すい臓がん「手術だけが根治の道」はミスリード、専門医が指摘する“言葉のトリック”とは?写真はイメージです Photo:PIXTA

5年生存率が8.5%と低く、他のがんと比べても特にタチが悪いと知られる膵臓がん。よく見かける「膵臓がんは手術療法だけが根治のための唯一の道」という言葉を鵜呑みにしてはいけない理由を、膵臓がんのエキスパートがわかりやすく解説する。本稿は、本田五郎『膵臓がんの何が怖いのか』(幻冬舎)の一部を抜粋・編集したものです。

「膵臓がんは手術だけが唯一の根治的治療」
を鵜呑みにしてはいけない

 よく膵臓がんの専門医療機関のホームページを開くと「膵臓がんは手術療法だけが根治のための唯一の道です」といった案内が書いてあります。膵臓がんに関する一般向けの本やサイトにも、しばしば同じようなことが書いてあります。外科医である私が言うと少々違和感があるかもしれませんが、このフレーズを鵜呑みにしてはいけません。巧妙に言葉のトリックが仕組まれています。

「膵臓がんを根治するために、何とかして手術ができる状況にこぎつけて、とにかく手術をしましょう。そうすれば助かります」という意味に解釈する人も結構いるのではないでしょうか。

 2012年に集計された日本膵臓学会の過去27年間の全国調査データでは、ステージ1の5年生存率がだいたい60~70%、そして、ステージ2だと15~30%くらいに一気に下がります。この全国調査データに登録されたステージ1や2の患者さんのほとんどが手術を受けていますので、これは手術でどのくらい治ったのかを示したデータと理解してよいと思います。

 このデータをもう一度よく見てみましょう。裏を返すと手術で膵臓がんを切除できてもステージ1では30~40%、ステージ2では70~85%の患者さんが根治できていない、つまり手術後に膵臓がんが「再発」して、膵臓がんが原因で亡くなっていることになります。

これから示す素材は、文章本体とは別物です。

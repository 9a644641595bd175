use common::context::keys;
use common::{
    compose, ComposeError, ComputeKind, ConfigError, Context, Naming, StackKind, Target,
    ToolVariant,
};
use pretty_assertions::assert_eq;
use test_case::test_case;

fn pipeline_context() -> Context {
    Context::new()
        .with(keys::ENABLE_CODE_PIPELINE, "true")
        .with(keys::GITHUB_OWNER, "acme")
        .with(keys::GITHUB_REPO, "sandbox")
        .with(
            keys::GITHUB_CONNECTION_ARN,
            "arn:aws:codestar-connections:ap-northeast-1:123456789012:connection/abc",
        )
}

#[test]
fn naming_example() {
    let naming = Naming::new("local");
    assert_eq!(
        naming.resource_name("stack", "iam", None),
        "cicd-comparison-local-stack-iam"
    );
}

#[test]
fn one_stack_per_variant_and_kind() {
    let assembly = compose(&Context::new(), Target::default()).unwrap();

    for variant in ToolVariant::ALL {
        let stacks: Vec<_> = assembly.variant_stacks(variant).collect();
        assert_eq!(stacks.len(), 3);

        for kind in ComputeKind::ALL {
            let matching: Vec<_> = stacks
                .iter()
                .filter(|stack| stack.kind() == StackKind::from(kind))
                .collect();

            assert_eq!(matching.len(), 1, "{variant} {kind}");
            assert!(matching[0].name().starts_with(&format!("{variant}-")));
            assert_eq!(matching[0].port(), Some(variant.port()));
        }
    }

    let mut names: Vec<_> = assembly.stacks().iter().map(|s| s.name()).collect();
    let total = names.len();
    names.sort();
    names.dedup();
    assert_eq!(names.len(), total);
}

#[test_case(ToolVariant::GitHub, 8080)]
#[test_case(ToolVariant::GitLab, 8081)]
#[test_case(ToolVariant::CodePipeline, 8082)]
fn variant_ports(variant: ToolVariant, port: u16) {
    let assembly = compose(&Context::new(), Target::default()).unwrap();
    assert!(assembly
        .variant_stacks(variant)
        .all(|stack| stack.port() == Some(port)));
}

#[test]
fn order_respects_every_dependency() {
    let mut context = pipeline_context();
    context.set(keys::ENABLE_GITHUB_OIDC, "true");
    context.set(keys::GITHUB_ORG, "acme");

    let assembly = compose(&context, Target::default()).unwrap();
    let order: Vec<&str> = assembly.order().unwrap().iter().map(|s| s.name()).collect();

    assert_eq!(order.len(), assembly.stacks().len());

    for stack in assembly.stacks() {
        let position = order.iter().position(|n| *n == stack.name()).unwrap();

        for dependency in stack.dependencies() {
            let dep_position = order.iter().position(|n| *n == dependency.as_str()).unwrap();
            assert!(dep_position < position, "{dependency} before {}", stack.name());
        }
    }
}

#[test]
fn variants_are_independent() {
    let assembly = compose(&Context::new(), Target::default()).unwrap();

    for stack in assembly.stacks().iter().filter(|s| s.variant().is_some()) {
        for dependency in stack.dependencies() {
            let dependency = assembly.stack(dependency).unwrap();
            assert_eq!(dependency.variant(), None);
        }
    }
}

#[test]
fn waves_follow_the_graph() {
    let assembly = compose(&Context::new(), Target::default()).unwrap();
    let waves: Vec<Vec<&str>> = assembly
        .waves()
        .unwrap()
        .iter()
        .map(|wave| wave.iter().map(|s| s.name()).collect())
        .collect();

    assert_eq!(
        waves[0],
        vec![
            "cicd-comparison-local-stack-iam",
            "cicd-comparison-local-stack-network"
        ]
    );
    assert_eq!(waves[1].len(), 9);
    assert_eq!(waves[2], vec!["cicd-comparison-local-stack-monitoring"]);
}

#[test_case(None, true)]
#[test_case(Some("true"), true)]
#[test_case(Some("yes"), true)]
#[test_case(Some("false"), false)]
fn monitoring_inclusion(flag: Option<&str>, included: bool) {
    let mut context = Context::new();

    if let Some(flag) = flag {
        context.set(keys::ENABLE_MONITORING, flag);
    }

    let assembly = compose(&context, Target::default()).unwrap();
    let monitoring: Vec<_> = assembly.stacks_of_kind(StackKind::Monitoring).collect();

    if !included {
        assert!(monitoring.is_empty());
        return;
    }

    assert_eq!(monitoring.len(), 1);

    let dependencies = assembly
        .graph()
        .dependencies_of(monitoring[0].name())
        .unwrap();

    let compute: Vec<_> = assembly
        .stacks()
        .iter()
        .filter(|s| s.variant().is_some())
        .map(|s| s.name())
        .collect();

    assert_eq!(compute.len(), 9);
    assert!(compute.iter().all(|name| dependencies.contains(name)));
}

#[test_case(None)]
#[test_case(Some("TRUE"))]
#[test_case(Some("1"))]
#[test_case(Some("false"))]
fn pipeline_requires_exact_true(flag: Option<&str>) {
    let mut context = pipeline_context();

    match flag {
        Some(flag) => context.set(keys::ENABLE_CODE_PIPELINE, flag),
        None => context = Context::new(),
    }

    let assembly = compose(&context, Target::default()).unwrap();
    assert_eq!(assembly.stacks_of_kind(StackKind::Pipeline).count(), 0);
}

#[test]
fn pipeline_included_when_enabled() {
    let assembly = compose(&pipeline_context(), Target::default()).unwrap();
    assert_eq!(assembly.stacks_of_kind(StackKind::Pipeline).count(), 1);
}

#[test]
fn missing_owner_fails_before_composition() {
    let mut context = pipeline_context();
    context.set(keys::GITHUB_OWNER, "");

    assert_eq!(
        compose(&context, Target::default()).unwrap_err(),
        ComposeError::Config(ConfigError::MissingParameters {
            unit: "CodePipeline stack".into(),
            keys: vec!["githubOwner".into()],
        })
    );
}

#[test]
fn manifest_is_reproducible() {
    let target = Target::new(Some("123456789012"), Some("us-east-1")).unwrap();

    let first = compose(&pipeline_context(), target.clone())
        .unwrap()
        .manifest()
        .unwrap()
        .to_json()
        .unwrap();

    let second = compose(&pipeline_context(), target)
        .unwrap()
        .manifest()
        .unwrap()
        .to_json()
        .unwrap();

    assert_eq!(first, second);

    let json: serde_json::Value = serde_json::from_str(&first).unwrap();
    assert_eq!(json["account"], "123456789012");
    assert_eq!(json["region"], "us-east-1");
    assert_eq!(json["stacks"].as_array().unwrap().len(), 13);
}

 最近は膵臓がんに有効な抗がん剤が複数使えるようになり、膵臓がんの5年生存率はもう少しよくなっていると思います。しかし、抗がん剤だけで膵臓がんを根治するところまで行けることは、いまでもほとんどありません。放射線治療と抗がん剤を合わせた治療も有効ではありますが、やはり根治するところまで行けることはめったにありません。

 たしかに「膵臓がんは手術療法だけが根治のための唯一の道です」というのは間違いではありません。しかし、これは決して「手術さえすれば膵臓がんは根治できる」という意味ではなく、「手術ができた人の中にだけ根治できる人がいる」というのが正しい意味なのです。どうでしょう、言葉の「トリック」に気づかれたでしょうか。

 手術をして根治できる膵臓がんと手術をしても根治できない膵臓がんがあって、しかも現時点では後者のほうがかなり多いのですが、「膵臓がんは手術療法だけが根治のための唯一の道です」という言葉で魔法をかけられた患者さんは、とにかく手術を受けて、膵臓がんを克服することを願ってしまう。時には、神の手と呼ばれる外科医のもとに出向いて、無理やりにでも取ってもらおうとします。